Мережковский был потрясен интерпретацией Михаила: «Что А. М. Д., которое рыцарь своей кровью начертил на щите, он считает содомским грехом? <…> Это содомский грех?»[58] Перепалка продолжалась и на следующем собрании. За исключением первого упоминания рыцаря отцом Михаилом она была изъята из опубликованных протоколов предположительно потому, что была сосредоточена на сексуальной патологии, а отец Михаил явно связывал отпадение рыцаря от идеала безбрачия с гомосексуальностью. Епископ Сергий, председательствующий на собраниях, вмешался в спор Семенова и Мережковского, вступивший на зыбкую почву. Он согласился с Мережковским в том, что если пушкинский рыцарь «содомит», то и все лучшие русские писатели: Пушкин, Достоевский, Соловьев, а также рыцарство в целом связаны с грехом содомии[59].

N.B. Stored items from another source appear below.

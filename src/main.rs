use anyhow::Result;
use shapeshow::{app, cli};

fn main() -> Result<()> {
    // Process CLI arguments first (before logging init for cleaner output)
    let options = cli::process_cli();
    shapeshow::logging::init_log_bridge(options.log_level);

    log::info!("Starting shapeshow {}", shapeshow::VERSION);
    for (i, arg) in std::env::args().enumerate() {
        log::debug!("  argv[{}]: {}", i, arg);
    }

    let stdout = std::io::stdout();
    app::run(&options, stdout.lock())
}
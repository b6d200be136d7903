//! Closed classifications of config type names.

use std::fmt;

use serde::Serialize;

/// Kind of geometric shape named by a config record.
#[derive(Debug, Clone, Copy, PartialEq, Eq, Hash, Serialize)]
pub enum ShapeKind {
    Circle,
    Rectangle,
    /// Recognized but not buildable; always resolves to a fallback
    Triangle,
    Unknown,
}

impl ShapeKind {
    /// Classify a type name. Matching is exact and case-sensitive.
    pub fn classify(type_name: &str) -> Self {
        match type_name {
            "Circle" => ShapeKind::Circle,
            "Rectangle" => ShapeKind::Rectangle,
            "Triangle" => ShapeKind::Triangle,
            _ => ShapeKind::Unknown,
        }
    }

    pub fn as_str(self) -> &'static str {
        match self {
            ShapeKind::Circle => "Circle",
            ShapeKind::Rectangle => "Rectangle",
            ShapeKind::Triangle => "Triangle",
            ShapeKind::Unknown => "Unknown",
        }
    }
}

impl fmt::Display for ShapeKind {
    fn fmt(&self, f: &mut fmt::Formatter<'_>) -> fmt::Result {
        f.write_str(self.as_str())
    }
}

/// Top-level kind of entity named by a config record.
#[derive(Debug, Clone, Copy, PartialEq, Eq, Hash, Serialize)]
pub enum EntityKind {
    /// `Font` records, built into text labels
    Text,
    /// Any of the shape names, including `Triangle`
    Shape,
    Unknown,
}

impl EntityKind {
    /// Classify a type name. Matching is exact and case-sensitive.
    pub fn classify(type_name: &str) -> Self {
        match type_name {
            "Font" => EntityKind::Text,
            "Circle" | "Rectangle" | "Triangle" => EntityKind::Shape,
            _ => EntityKind::Unknown,
        }
    }

    pub fn as_str(self) -> &'static str {
        match self {
            EntityKind::Text => "Text",
            EntityKind::Shape => "Shape",
            EntityKind::Unknown => "Unknown",
        }
    }
}

impl fmt::Display for EntityKind {
    fn fmt(&self, f: &mut fmt::Formatter<'_>) -> fmt::Result {
        f.write_str(self.as_str())
    }
}
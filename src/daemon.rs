use std::path::{Path, PathBuf};

use tokio::select;
use tracing::{debug, info};

use crate::app_config;

mod managed_fuse {
    //! Owns the mount for its whole lifetime. Dropping a fuser
    //! `BackgroundSession` only attempts a polite unmount, so [`ManagedFuse`]
    //! follows up with a forced detach.
    use std::path::PathBuf;
    use std::time::Duration;

    use fuser::BackgroundSession;
    use nix::errno::Errno;
    use tree_fs::fs::TreeFs;
    use tree_fs::fs::dir_tree::DirTree;
    use tree_fs::fs::fuser::FuserAdapter;

    use super::{app_config, debug};
    use tracing::error;

    pub struct FuseCoreScope {
        _session: BackgroundSession,
    }

    impl FuseCoreScope {
        fn spawn(
            source: PathBuf,
            config: &app_config::Config,
            handle: tokio::runtime::Handle,
        ) -> Result<Self, std::io::Error> {
            let fs = TreeFs::new(DirTree::new(source), config.fs_config());
            let fuse_adapter = FuserAdapter::new(fs, handle);
            let mount_opts = [
                fuser::MountOption::FSName("tree-fs".to_owned()),
                fuser::MountOption::RO,
                fuser::MountOption::NoDev,
                fuser::MountOption::NoSuid,
                fuser::MountOption::AutoUnmount,
                fuser::MountOption::DefaultPermissions,
            ];

            Ok(Self {
                _session: fuser::spawn_mount2(fuse_adapter, &config.mount_point, &mount_opts)?,
            })
        }
    }

    pub struct ManagedFuse {
        mount_point: PathBuf,
    }

    impl ManagedFuse {
        pub fn new(config: &app_config::Config) -> Self {
            Self {
                mount_point: config.mount_point.clone(),
            }
        }

        pub fn spawn(
            &self,
            source: PathBuf,
            config: &app_config::Config,
            handle: tokio::runtime::Handle,
        ) -> Result<FuseCoreScope, std::io::Error> {
            debug!(mount_point = ?self.mount_point, source = ?source, "Spawning FUSE session...");
            FuseCoreScope::spawn(source, config, handle)
        }
    }

    impl Drop for ManagedFuse {
        fn drop(&mut self) {
            const UMOUNT_ATTEMPT_COUNT: usize = 10;
            const UMOUNT_ATTEMPT_DELAY: Duration = Duration::from_millis(10);

            debug!(mount_point = ?self.mount_point, "Confirming unmount of FUSE filesystem...");

            for attempt in 1..=UMOUNT_ATTEMPT_COUNT {
                #[cfg(target_os = "macos")]
                let result = nix::mount::unmount(&self.mount_point, nix::mount::MntFlags::MNT_FORCE);
                #[cfg(not(target_os = "macos"))]
                let result =
                    nix::mount::umount2(&self.mount_point, nix::mount::MntFlags::MNT_DETACH);

                match result {
                    Ok(()) => {
                        debug!(attempt, "Unmounted FUSE filesystem.");
                        break;
                    }
                    Err(Errno::EBUSY) => {
                        debug!(attempt, "FUSE filesystem still busy, retrying...");
                        std::thread::sleep(UMOUNT_ATTEMPT_DELAY);
                    }
                    Err(Errno::EINVAL | Errno::ENOENT) => {
                        debug!(attempt, "FUSE filesystem already unmounted.");
                        break;
                    }
                    Err(e) => {
                        error!(attempt, error = %e, "Failed to unmount FUSE filesystem.");
                        break;
                    }
                }
            }
        }
    }
}

/// Prepares the mount point directory.
///
/// Missing directories are created. An existing directory must be empty.
async fn prepare_mount_point(mount_point: &Path) -> Result<(), std::io::Error> {
    match tokio::fs::read_dir(mount_point).await {
        Ok(mut entries) => {
            if entries.next_entry().await?.is_some() {
                return Err(std::io::Error::new(
                    std::io::ErrorKind::AlreadyExists,
                    format!(
                        "Mount point '{}' already exists and is not empty.",
                        mount_point.display()
                    ),
                ));
            }
            Ok(())
        }
        Err(e) if e.kind() == std::io::ErrorKind::NotFound => {
            tokio::fs::create_dir_all(mount_point).await?;
            info!(path = %mount_point.display(), "Created mount point directory.");
            Ok(())
        }
        Err(e) => Err(e),
    }
}

async fn wait_for_exit() -> Result<(), std::io::Error> {
    use tokio::signal;
    let mut sigterm = signal::unix::signal(signal::unix::SignalKind::terminate())?;
    let mut sighup = signal::unix::signal(signal::unix::SignalKind::hangup())?;
    select! {
        _ = signal::ctrl_c() => {
            debug!("Received Ctrl+C signal, shutting down...");
        },
        _ = sigterm.recv() => {
            debug!("Received termination signal, shutting down...");
        },
        _ = sighup.recv() => {
            debug!("Received hangup signal, shutting down...");
        },
    }
    Ok(())
}

/// Mount the configured source and serve it until a shutdown signal arrives.
pub async fn run(
    config: app_config::Config,
    handle: tokio::runtime::Handle,
) -> Result<(), std::io::Error> {
    let source: PathBuf = config.source.clone().ok_or_else(|| {
        std::io::Error::new(std::io::ErrorKind::InvalidInput, "no source directory given")
    })?;

    prepare_mount_point(&config.mount_point).await?;

    info!(
        "Mounting {} at {}.",
        source.display(),
        config.mount_point.display()
    );

    let fuse = managed_fuse::ManagedFuse::new(&config);
    {
        let _session = fuse.spawn(source, &config, handle)?;
        info!("tree-fs is running. Press Ctrl+C to stop.");

        wait_for_exit().await?;
    }
    Ok(())
}

pub fn spawn(config: app_config::Config) -> Result<(), std::io::Error> {
    let runtime = tokio::runtime::Builder::new_multi_thread()
        .enable_all()
        .build()?;
    runtime.block_on(run(config, runtime.handle().clone()))
}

Иеромонах Михаил не сдавался. Он настаивал, что религиозные чувства рыцаря патологичны. Продолжая словесную перепалку с Мережковским, он заявил, что Св. Тереза Авильская, испанский мистик XVI в., одна из главных католических святых, была одержима бесами, а ее любовь к Христу была «нечистой», а не целомудренной: «Ангел прокалывает сердце насквозь. Она испытывает боль. Она старается смотреть в глубину его глаз. Это религиозно — половая психопатия. Это извращение девственности. Это же извращение и у рыцаря, которого рекомендует Мережковский. Рыцарь <…> который пишет на своем щите А. М. Д., выступает на войну в женской сорочке, но любит платонически, т. е. извращенной любовью. Половое наслаждение сдержано. Это любовь Платона»[60].